> [ACTIVITY]
For the entries below, report every line that includes the word "HealthCondition".

> [Dataset entries]
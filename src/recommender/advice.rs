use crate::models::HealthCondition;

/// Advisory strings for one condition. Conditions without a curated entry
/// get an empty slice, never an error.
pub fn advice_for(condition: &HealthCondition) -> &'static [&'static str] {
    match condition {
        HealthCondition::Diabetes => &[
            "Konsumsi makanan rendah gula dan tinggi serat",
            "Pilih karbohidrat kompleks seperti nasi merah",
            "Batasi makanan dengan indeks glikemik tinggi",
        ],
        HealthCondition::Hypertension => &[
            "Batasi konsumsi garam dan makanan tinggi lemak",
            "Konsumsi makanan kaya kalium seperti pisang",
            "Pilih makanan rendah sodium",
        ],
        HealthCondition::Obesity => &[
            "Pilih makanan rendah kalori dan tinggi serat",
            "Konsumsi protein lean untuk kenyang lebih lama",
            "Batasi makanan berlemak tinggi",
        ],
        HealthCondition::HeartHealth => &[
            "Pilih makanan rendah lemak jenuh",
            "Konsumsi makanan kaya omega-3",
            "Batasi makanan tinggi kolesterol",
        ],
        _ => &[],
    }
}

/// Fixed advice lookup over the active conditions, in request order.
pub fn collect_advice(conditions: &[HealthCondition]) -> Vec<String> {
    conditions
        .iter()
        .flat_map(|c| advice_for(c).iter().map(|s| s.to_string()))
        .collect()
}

> [RESULT OF THIS EXERCISE]
use crate::models::HealthCondition;
pub fn advice_for(condition: &HealthCondition) -> &'static [&'static str] {
        HealthCondition::Diabetes => &[
        HealthCondition::Hypertension => &[
        HealthCondition::Obesity => &[
        HealthCondition::HeartHealth => &[
pub fn collect_advice(conditions: &[HealthCondition]) -> Vec<String> {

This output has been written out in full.